Cheng_2026_J.Am.Acad.Dermatol__

BACKGROUND: Sodium-glucose cotransporter-2 inhibitors (SGLT2i) offer cardiorenal benefits in patients with type 2 diabetes mellitus (T2DM). OBJECTIVE: To evaluate safety and effectiveness of SGLT2i in improving clinical outcomes in patients with psoriasis and comorbid T2DM, compared with dipeptidyl peptidase-4 inhibitors (DPP4i) and glucagon-like peptide-1 receptor agonists (GLP1RA).

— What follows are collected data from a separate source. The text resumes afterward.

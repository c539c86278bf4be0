//! Sales dataset handling: loading, filtering and per-product lookup
//!
//! The loader expects one observation per month per product and customer;
//! nothing here resamples or fills gaps.

use crate::error::{ForecastError, Result};
use crate::utils::date_parser;
use chrono::NaiveDate;
use polars::prelude::*;
use serde::{Deserialize, Serialize};
use std::collections::{HashMap, HashSet};
use std::fs::File;
use std::path::Path;
use tracing::{debug, info, warn};

pub const DATE_COLUMN: &str = "Date";
pub const DEMAND_COLUMN: &str = "Demand";
pub const PRODUCT_ID_COLUMN: &str = "Product ID";
pub const DESCRIPTION_COLUMN: &str = "Product Description";
pub const CATEGORY_COLUMN: &str = "Product Category";
pub const CUSTOMER_COLUMN: &str = "Customer Name";
pub const CUSTOMER_CLASS_COLUMN: &str = "Customer Class";

/// One row of observed demand
#[derive(Debug, Clone, PartialEq, Serialize, Deserialize)]
pub struct HistoricalRecord {
    #[serde(rename = "Date")]
    pub date: NaiveDate,
    #[serde(rename = "Demand")]
    pub demand: f64,
    #[serde(rename = "Product ID")]
    pub product_id: String,
    #[serde(rename = "Product Description")]
    pub product_description: String,
    #[serde(rename = "Product Category")]
    pub category: String,
    #[serde(rename = "Customer Name")]
    pub customer: String,
    #[serde(rename = "Customer Class")]
    pub customer_class: String,
}

/// Loaded sales records
#[derive(Debug, Clone, Default, PartialEq)]
pub struct Dataset {
    records: Vec<HistoricalRecord>,
}

/// Data loader for sales extracts
#[derive(Debug)]
pub struct DataLoader;

impl DataLoader {
    /// Load a dataset from a CSV file
    pub fn from_csv<P: AsRef<Path>>(path: P) -> Result<Dataset> {
        let path = path.as_ref();
        let file = File::open(path)?;
        let df = CsvReader::new(file)
            .infer_schema(None)
            .has_header(true)
            .finish()?;

        let dataset = Self::from_dataframe(&df)?;
        info!(
            path = %path.display(),
            records = dataset.len(),
            products = dataset.product_ids().len(),
            "loaded sales dataset"
        );
        Ok(dataset)
    }

    /// Build a dataset from an existing DataFrame with the standard columns
    pub fn from_dataframe(df: &DataFrame) -> Result<Dataset> {
        let dates = Self::text_column(df, DATE_COLUMN)?;
        let demand = Self::numeric_column(df, DEMAND_COLUMN)?;
        let product_ids = Self::text_column(df, PRODUCT_ID_COLUMN)?;
        let descriptions = Self::text_column(df, DESCRIPTION_COLUMN)?;
        let categories = Self::text_column(df, CATEGORY_COLUMN)?;
        let customers = Self::text_column(df, CUSTOMER_COLUMN)?;
        let classes = Self::text_column(df, CUSTOMER_CLASS_COLUMN)?;

        let mut records = Vec::with_capacity(df.height());
        for row in 0..df.height() {
            let date = date_parser::parse_date(&dates[row]).map_err(|e| {
                ForecastError::DataError(format!("Row {}: {}", row + 1, e))
            })?;

            if !demand[row].is_finite() {
                warn!(row = row + 1, product_id = %product_ids[row], "non-numeric demand value");
            }

            records.push(HistoricalRecord {
                date,
                demand: demand[row],
                product_id: product_ids[row].clone(),
                product_description: descriptions[row].clone(),
                category: categories[row].clone(),
                customer: customers[row].clone(),
                customer_class: classes[row].clone(),
            });
        }

        Ok(Dataset::new(records))
    }

    /// Build a dataset from records already in memory
    pub fn from_records(records: Vec<HistoricalRecord>) -> Dataset {
        Dataset::new(records)
    }

    fn column<'a>(df: &'a DataFrame, name: &str) -> Result<&'a Series> {
        df.column(name).map_err(|e| {
            ForecastError::DataError(format!("Column '{}' not found: {}", name, e))
        })
    }

    /// Read a column as trimmed text; nulls become empty strings
    fn text_column(df: &DataFrame, name: &str) -> Result<Vec<String>> {
        let text = Self::column(df, name)?.cast(&DataType::Utf8)?;
        Ok(text
            .utf8()?
            .into_iter()
            .map(|v| v.unwrap_or_default().trim().to_string())
            .collect())
    }

    /// Read a column as `f64`; nulls and unparseable cells become NaN
    fn numeric_column(df: &DataFrame, name: &str) -> Result<Vec<f64>> {
        let numbers = Self::column(df, name)?.cast(&DataType::Float64)?;
        Ok(numbers
            .f64()?
            .into_iter()
            .map(|v| v.unwrap_or(f64::NAN))
            .collect())
    }
}

/// Narrowing criteria; `None` means "all"
#[derive(Debug, Clone, Default, PartialEq, Eq, Hash, Serialize, Deserialize)]
pub struct ProductFilter {
    #[serde(default)]
    pub category: Option<String>,
    #[serde(default)]
    pub customer: Option<String>,
    #[serde(default)]
    pub customer_class: Option<String>,
}

impl ProductFilter {
    /// A filter that keeps every record
    pub fn all() -> Self {
        Self::default()
    }

    pub fn with_category(mut self, category: impl Into<String>) -> Self {
        self.category = Some(category.into());
        self
    }

    pub fn with_customer(mut self, customer: impl Into<String>) -> Self {
        self.customer = Some(customer.into());
        self
    }

    pub fn with_customer_class(mut self, customer_class: impl Into<String>) -> Self {
        self.customer_class = Some(customer_class.into());
        self
    }

    /// Whether `record` satisfies every criterion that is set
    pub fn matches(&self, record: &HistoricalRecord) -> bool {
        fn accepts(wanted: &Option<String>, actual: &str) -> bool {
            wanted.as_deref().map_or(true, |w| w == actual)
        }

        accepts(&self.category, &record.category)
            && accepts(&self.customer, &record.customer)
            && accepts(&self.customer_class, &record.customer_class)
    }
}

impl Dataset {
    pub fn new(records: Vec<HistoricalRecord>) -> Self {
        Self { records }
    }

    pub fn records(&self) -> &[HistoricalRecord] {
        &self.records
    }

    pub fn len(&self) -> usize {
        self.records.len()
    }

    pub fn is_empty(&self) -> bool {
        self.records.is_empty()
    }

    /// Records matching `filter`, in their original order
    pub fn filter(&self, filter: &ProductFilter) -> Dataset {
        let records: Vec<HistoricalRecord> = self
            .records
            .iter()
            .filter(|r| filter.matches(r))
            .cloned()
            .collect();
        debug!(?filter, kept = records.len(), total = self.len(), "filtered dataset");
        Dataset::new(records)
    }

    /// Distinct product ids in first-seen order
    pub fn product_ids(&self) -> Vec<String> {
        Self::distinct(self.records.iter().map(|r| r.product_id.as_str()))
    }

    /// Distinct categories in first-seen order
    pub fn categories(&self) -> Vec<String> {
        Self::distinct(self.records.iter().map(|r| r.category.as_str()))
    }

    /// Distinct customer names in first-seen order
    pub fn customers(&self) -> Vec<String> {
        Self::distinct(self.records.iter().map(|r| r.customer.as_str()))
    }

    /// Distinct customer classes in first-seen order
    pub fn customer_classes(&self) -> Vec<String> {
        Self::distinct(self.records.iter().map(|r| r.customer_class.as_str()))
    }

    /// All records of one product
    pub fn product_records(&self, product_id: &str) -> Vec<HistoricalRecord> {
        self.records
            .iter()
            .filter(|r| r.product_id == product_id)
            .cloned()
            .collect()
    }

    fn distinct<'a>(values: impl Iterator<Item = &'a str>) -> Vec<String> {
        let mut seen = HashSet::new();
        values
            .filter(|v| seen.insert(*v))
            .map(str::to_string)
            .collect()
    }
}

/// Memoizes filtered views of one dataset, keyed by filter equality
///
/// Entries are tied to the dataset they were computed from; call
/// [`FilterCache::clear`] when switching datasets.
#[derive(Debug, Default)]
pub struct FilterCache {
    entries: HashMap<ProductFilter, Dataset>,
}

impl FilterCache {
    pub fn new() -> Self {
        Self::default()
    }

    /// Return the cached view for `filter`, computing it on first use
    pub fn get_or_filter(&mut self, dataset: &Dataset, filter: &ProductFilter) -> &Dataset {
        self.entries
            .entry(filter.clone())
            .or_insert_with(|| dataset.filter(filter))
    }

    pub fn len(&self) -> usize {
        self.entries.len()
    }

    pub fn is_empty(&self) -> bool {
        self.entries.is_empty()
    }

    pub fn clear(&mut self) {
        self.entries.clear();
    }
}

METHODS: This emulated target trial included adults with psoriasis and T2DM initiating SGLT2i, DPP4i, or GLP1RA between 2013 and 2025. SGLT2i initiators were propensity score-matched to DPP4i initiators and GLP1RA initiators, respectively. Cox proportional hazards regression was used to calculate hazard ratios (HRs) and 95% confidence intervals (95% CI) of the outcomes. RESULTS: Compared with DPP4i, treatment with SGLT2i was associated with significantly lower all-cause mortality (HR=0.633, 95% CI=0.564-0.711) and reduced risks of emergency visits (HR=0.915, 95% CI=0.871-0.961), acute kidney injury (HR=0.834, 95%CI=0.759-0.916), chronic kidney disease (HR=0.866, CI=0.791-0.949), end-stage renal disease (HR=0.555, 95%CI=0.438-0.703), and severe sepsis (HR=0.689, CI=0.594-0.799). Compared with GLP1RA, treatment with SGLT2i was associated with reduced risks of asthma (HR=0.822, 95% CI=0.713-0.946), depression (HR=0.887, CI=0.801-0.983), sleep disorders (HR=0.856, CI=0.783-0.936), and malignancies (HR=0.852, 95% CI=0.764-0.951). LIMITATIONS: Retrospective design. CONCLUSION: Treatment with SGLT2i was associated with improved clinical outcomes in patients with psoriasis and comorbid T2DM. These findings support investigation of SGLT2i as an adjunct therapy in this population.